[PROBLEM] Copy the entries exactly, through the "Gaussian convolution sigma" line.

[SUPPLIED RECORDS]
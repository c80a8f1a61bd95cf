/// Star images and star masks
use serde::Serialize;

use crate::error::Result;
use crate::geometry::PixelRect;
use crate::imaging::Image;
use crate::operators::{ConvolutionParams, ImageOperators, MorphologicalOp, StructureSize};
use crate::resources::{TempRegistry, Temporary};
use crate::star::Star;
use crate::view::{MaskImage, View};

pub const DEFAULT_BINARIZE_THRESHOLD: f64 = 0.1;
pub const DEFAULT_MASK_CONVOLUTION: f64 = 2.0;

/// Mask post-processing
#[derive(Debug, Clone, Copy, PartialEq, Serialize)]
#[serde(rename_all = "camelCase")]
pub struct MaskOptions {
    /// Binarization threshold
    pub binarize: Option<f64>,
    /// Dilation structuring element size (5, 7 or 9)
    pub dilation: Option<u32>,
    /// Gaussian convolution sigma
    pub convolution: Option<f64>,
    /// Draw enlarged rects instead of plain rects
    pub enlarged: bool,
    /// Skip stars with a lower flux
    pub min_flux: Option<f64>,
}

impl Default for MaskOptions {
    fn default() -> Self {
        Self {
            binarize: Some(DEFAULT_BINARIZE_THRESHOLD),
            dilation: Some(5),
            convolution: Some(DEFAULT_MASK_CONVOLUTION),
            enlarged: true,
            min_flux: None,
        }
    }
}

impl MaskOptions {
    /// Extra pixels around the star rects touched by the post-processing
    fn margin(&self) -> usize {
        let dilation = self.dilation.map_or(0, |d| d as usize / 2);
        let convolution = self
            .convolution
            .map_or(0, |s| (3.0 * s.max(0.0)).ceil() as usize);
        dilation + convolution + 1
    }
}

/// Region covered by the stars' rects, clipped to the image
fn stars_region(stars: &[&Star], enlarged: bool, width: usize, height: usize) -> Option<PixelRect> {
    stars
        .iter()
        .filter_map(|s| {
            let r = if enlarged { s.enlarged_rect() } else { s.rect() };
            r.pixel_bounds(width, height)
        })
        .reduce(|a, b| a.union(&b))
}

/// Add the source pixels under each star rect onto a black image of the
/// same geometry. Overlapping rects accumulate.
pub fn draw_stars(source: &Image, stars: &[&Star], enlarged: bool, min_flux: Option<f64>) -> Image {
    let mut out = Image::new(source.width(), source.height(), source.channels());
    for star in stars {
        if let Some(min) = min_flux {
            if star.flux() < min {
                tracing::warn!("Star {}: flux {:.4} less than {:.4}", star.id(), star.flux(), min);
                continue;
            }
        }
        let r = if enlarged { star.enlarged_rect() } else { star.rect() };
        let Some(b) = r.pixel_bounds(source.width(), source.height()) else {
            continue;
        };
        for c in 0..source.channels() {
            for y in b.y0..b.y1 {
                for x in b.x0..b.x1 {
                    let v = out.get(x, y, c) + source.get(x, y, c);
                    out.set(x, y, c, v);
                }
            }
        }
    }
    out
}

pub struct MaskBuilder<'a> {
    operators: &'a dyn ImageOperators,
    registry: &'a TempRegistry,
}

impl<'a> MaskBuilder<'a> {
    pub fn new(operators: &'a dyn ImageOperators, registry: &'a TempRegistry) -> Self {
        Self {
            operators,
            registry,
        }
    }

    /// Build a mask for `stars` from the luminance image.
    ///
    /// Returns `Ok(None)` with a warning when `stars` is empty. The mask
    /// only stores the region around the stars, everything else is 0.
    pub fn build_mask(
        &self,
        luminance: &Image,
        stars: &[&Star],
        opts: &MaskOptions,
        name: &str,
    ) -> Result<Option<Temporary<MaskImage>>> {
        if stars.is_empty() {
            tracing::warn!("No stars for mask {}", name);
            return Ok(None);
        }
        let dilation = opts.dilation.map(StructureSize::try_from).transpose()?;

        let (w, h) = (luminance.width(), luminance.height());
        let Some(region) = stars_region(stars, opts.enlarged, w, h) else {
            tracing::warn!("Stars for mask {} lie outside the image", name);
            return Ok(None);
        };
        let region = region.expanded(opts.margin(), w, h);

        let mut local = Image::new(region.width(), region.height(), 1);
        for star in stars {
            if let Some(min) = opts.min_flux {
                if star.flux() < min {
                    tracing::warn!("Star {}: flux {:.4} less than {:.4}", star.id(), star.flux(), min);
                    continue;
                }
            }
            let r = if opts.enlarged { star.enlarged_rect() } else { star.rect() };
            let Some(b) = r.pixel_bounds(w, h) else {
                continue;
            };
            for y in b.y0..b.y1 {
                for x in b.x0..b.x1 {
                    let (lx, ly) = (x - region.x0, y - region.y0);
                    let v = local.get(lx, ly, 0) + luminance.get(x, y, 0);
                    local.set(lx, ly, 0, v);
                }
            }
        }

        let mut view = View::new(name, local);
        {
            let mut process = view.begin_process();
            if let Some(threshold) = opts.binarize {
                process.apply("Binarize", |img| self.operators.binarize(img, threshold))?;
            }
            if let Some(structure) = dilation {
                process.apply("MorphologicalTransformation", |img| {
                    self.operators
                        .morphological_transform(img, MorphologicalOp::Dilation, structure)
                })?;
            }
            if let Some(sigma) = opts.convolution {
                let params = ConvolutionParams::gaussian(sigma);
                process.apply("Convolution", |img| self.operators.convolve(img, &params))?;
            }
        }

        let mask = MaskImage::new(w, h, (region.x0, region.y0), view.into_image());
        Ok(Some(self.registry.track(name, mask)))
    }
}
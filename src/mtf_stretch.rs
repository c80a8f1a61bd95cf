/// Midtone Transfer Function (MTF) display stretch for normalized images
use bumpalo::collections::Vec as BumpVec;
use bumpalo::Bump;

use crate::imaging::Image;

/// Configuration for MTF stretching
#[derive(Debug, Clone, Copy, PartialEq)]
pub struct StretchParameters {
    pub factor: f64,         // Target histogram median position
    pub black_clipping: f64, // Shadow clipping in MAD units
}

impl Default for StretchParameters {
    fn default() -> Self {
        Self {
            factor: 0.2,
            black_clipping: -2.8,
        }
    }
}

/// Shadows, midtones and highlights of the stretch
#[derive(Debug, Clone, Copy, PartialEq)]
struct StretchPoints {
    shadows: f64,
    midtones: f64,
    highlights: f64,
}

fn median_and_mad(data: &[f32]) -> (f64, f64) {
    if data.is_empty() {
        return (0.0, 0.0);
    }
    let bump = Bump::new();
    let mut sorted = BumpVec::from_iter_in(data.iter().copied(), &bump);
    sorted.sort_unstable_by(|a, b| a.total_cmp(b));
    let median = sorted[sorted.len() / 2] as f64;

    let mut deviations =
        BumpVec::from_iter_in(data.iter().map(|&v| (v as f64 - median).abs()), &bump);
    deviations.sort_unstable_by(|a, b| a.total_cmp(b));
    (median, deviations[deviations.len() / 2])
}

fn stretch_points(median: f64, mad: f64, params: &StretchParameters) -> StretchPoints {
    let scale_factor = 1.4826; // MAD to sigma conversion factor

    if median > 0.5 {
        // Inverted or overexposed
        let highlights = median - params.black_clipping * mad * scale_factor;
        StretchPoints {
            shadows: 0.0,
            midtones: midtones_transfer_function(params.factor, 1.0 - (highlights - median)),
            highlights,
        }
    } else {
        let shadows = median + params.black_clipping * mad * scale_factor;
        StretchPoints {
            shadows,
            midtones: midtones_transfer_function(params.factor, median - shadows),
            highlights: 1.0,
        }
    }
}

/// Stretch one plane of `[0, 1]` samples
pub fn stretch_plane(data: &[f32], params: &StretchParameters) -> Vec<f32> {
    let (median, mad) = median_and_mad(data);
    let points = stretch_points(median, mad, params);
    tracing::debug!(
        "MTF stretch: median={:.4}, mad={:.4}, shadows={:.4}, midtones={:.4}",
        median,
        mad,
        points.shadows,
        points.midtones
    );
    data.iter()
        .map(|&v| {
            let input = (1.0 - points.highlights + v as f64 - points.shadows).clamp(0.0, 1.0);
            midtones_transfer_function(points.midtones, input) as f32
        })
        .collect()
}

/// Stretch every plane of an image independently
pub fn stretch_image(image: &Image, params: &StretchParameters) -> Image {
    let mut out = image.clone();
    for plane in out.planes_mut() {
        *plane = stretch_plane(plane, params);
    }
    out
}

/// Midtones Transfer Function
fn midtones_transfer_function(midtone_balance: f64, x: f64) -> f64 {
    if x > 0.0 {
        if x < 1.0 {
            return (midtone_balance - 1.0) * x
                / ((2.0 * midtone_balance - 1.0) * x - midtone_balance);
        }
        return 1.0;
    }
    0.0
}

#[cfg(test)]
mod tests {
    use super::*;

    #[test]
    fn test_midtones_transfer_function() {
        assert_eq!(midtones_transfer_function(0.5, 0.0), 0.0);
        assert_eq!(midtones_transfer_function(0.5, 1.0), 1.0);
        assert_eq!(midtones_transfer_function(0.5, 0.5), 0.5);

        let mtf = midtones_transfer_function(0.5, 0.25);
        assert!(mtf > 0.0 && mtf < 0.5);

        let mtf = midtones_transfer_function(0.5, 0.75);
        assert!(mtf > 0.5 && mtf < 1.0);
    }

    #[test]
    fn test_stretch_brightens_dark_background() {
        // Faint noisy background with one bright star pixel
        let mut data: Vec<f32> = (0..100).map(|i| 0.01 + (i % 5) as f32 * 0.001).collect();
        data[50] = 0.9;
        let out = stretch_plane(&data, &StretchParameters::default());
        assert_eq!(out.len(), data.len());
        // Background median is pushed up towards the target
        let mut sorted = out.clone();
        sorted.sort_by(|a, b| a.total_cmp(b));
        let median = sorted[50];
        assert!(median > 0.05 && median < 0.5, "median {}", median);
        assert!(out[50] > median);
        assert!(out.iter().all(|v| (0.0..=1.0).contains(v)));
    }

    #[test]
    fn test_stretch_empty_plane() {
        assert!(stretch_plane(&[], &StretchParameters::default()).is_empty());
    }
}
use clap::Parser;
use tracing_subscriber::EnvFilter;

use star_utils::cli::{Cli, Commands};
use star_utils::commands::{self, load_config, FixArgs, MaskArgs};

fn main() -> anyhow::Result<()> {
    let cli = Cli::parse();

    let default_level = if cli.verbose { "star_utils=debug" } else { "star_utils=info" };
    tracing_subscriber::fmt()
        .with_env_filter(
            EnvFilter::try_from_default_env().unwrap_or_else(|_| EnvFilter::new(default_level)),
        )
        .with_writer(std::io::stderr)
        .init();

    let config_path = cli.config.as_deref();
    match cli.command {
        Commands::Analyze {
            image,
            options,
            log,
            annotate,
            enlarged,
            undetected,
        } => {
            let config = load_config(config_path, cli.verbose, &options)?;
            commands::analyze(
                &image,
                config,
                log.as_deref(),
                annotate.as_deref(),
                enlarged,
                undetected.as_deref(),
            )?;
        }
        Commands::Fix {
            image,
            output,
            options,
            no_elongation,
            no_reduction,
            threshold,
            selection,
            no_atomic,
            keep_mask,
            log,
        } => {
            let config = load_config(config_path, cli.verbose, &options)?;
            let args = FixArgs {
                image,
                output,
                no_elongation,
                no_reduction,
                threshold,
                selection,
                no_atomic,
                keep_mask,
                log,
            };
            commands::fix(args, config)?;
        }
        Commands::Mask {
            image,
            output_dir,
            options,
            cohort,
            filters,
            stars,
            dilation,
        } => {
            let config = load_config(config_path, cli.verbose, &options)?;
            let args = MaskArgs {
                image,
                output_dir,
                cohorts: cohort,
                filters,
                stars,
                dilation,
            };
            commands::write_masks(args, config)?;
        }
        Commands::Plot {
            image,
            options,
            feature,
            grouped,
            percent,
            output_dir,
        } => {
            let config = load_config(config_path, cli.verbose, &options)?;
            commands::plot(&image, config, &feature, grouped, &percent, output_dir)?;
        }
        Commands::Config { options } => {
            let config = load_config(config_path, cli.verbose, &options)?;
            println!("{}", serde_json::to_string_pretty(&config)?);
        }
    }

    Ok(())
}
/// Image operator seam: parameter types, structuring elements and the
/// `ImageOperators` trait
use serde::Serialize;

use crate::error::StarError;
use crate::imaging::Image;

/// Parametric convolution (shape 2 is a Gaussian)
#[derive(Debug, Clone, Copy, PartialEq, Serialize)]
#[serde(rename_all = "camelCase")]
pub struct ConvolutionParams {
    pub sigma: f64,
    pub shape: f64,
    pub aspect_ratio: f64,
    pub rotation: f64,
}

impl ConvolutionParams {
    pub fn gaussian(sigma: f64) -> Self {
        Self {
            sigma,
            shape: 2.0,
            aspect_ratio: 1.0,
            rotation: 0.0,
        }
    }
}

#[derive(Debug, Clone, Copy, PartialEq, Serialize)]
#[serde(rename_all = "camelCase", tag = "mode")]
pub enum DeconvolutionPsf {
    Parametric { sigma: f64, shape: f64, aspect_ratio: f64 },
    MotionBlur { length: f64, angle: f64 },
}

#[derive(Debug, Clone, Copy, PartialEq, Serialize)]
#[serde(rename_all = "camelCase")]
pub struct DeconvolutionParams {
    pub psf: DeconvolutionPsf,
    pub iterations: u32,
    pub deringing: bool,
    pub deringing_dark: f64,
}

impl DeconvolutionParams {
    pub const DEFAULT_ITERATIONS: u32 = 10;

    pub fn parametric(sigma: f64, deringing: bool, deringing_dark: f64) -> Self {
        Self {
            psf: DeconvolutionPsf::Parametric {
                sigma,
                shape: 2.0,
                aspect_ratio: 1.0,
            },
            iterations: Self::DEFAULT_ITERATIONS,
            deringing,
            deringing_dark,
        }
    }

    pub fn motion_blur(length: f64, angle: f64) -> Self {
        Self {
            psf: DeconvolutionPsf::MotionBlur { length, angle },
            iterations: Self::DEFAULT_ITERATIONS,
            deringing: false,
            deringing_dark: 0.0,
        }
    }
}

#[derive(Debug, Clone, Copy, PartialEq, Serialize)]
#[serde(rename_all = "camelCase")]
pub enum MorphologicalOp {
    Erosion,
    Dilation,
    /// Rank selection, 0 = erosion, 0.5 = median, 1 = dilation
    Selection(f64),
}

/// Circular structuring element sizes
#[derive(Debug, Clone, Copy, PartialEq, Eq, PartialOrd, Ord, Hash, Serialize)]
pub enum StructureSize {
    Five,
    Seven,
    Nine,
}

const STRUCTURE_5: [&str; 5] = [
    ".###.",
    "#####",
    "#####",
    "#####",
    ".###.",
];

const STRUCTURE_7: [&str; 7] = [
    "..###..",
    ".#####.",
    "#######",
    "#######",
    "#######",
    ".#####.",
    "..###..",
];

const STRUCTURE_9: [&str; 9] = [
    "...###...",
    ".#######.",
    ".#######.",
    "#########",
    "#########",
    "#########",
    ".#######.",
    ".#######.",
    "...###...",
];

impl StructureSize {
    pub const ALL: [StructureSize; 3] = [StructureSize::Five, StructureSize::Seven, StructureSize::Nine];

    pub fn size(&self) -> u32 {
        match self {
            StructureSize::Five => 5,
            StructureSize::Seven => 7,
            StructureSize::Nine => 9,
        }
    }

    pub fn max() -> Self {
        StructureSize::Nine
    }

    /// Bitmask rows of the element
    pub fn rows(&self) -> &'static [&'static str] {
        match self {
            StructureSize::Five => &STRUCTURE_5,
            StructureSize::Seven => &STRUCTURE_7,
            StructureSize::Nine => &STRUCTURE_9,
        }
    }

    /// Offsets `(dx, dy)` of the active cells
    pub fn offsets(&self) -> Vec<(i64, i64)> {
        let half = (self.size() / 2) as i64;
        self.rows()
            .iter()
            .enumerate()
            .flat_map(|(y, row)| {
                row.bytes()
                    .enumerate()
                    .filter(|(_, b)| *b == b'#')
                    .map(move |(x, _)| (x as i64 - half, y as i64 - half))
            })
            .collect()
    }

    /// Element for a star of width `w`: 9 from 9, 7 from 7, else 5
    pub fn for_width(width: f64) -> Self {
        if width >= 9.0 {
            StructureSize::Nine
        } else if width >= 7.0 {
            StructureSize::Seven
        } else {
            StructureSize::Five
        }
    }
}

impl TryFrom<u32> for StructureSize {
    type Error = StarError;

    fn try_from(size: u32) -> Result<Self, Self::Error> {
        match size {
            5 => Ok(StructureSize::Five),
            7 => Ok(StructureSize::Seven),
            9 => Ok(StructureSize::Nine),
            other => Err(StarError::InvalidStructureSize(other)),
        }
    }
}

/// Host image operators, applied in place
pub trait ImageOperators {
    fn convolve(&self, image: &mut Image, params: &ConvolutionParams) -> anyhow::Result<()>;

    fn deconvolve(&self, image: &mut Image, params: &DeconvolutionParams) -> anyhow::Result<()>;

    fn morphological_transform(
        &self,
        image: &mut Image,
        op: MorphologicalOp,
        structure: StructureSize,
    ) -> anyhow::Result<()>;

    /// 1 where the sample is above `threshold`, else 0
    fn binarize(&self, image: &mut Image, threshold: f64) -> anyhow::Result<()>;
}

[RESPONSE TO THE TASK]
repository c80a8f1a61bd95cf
/// Star images and star masks
use serde::Serialize;

use crate::error::Result;
use crate::geometry::PixelRect;
use crate::imaging::Image;
use crate::operators::{ConvolutionParams, ImageOperators, MorphologicalOp, StructureSize};
use crate::resources::{TempRegistry, Temporary};
use crate::star::Star;
use crate::view::{MaskImage, View};

pub const DEFAULT_BINARIZE_THRESHOLD: f64 = 0.1;
pub const DEFAULT_MASK_CONVOLUTION: f64 = 2.0;

/// Mask post-processing
#[derive(Debug, Clone, Copy, PartialEq, Serialize)]
#[serde(rename_all = "camelCase")]
pub struct MaskOptions {
    /// Binarization threshold
    pub binarize: Option<f64>,
    /// Dilation structuring element size (5, 7 or 9)
    pub dilation: Option<u32>,
    /// Gaussian convolution sigma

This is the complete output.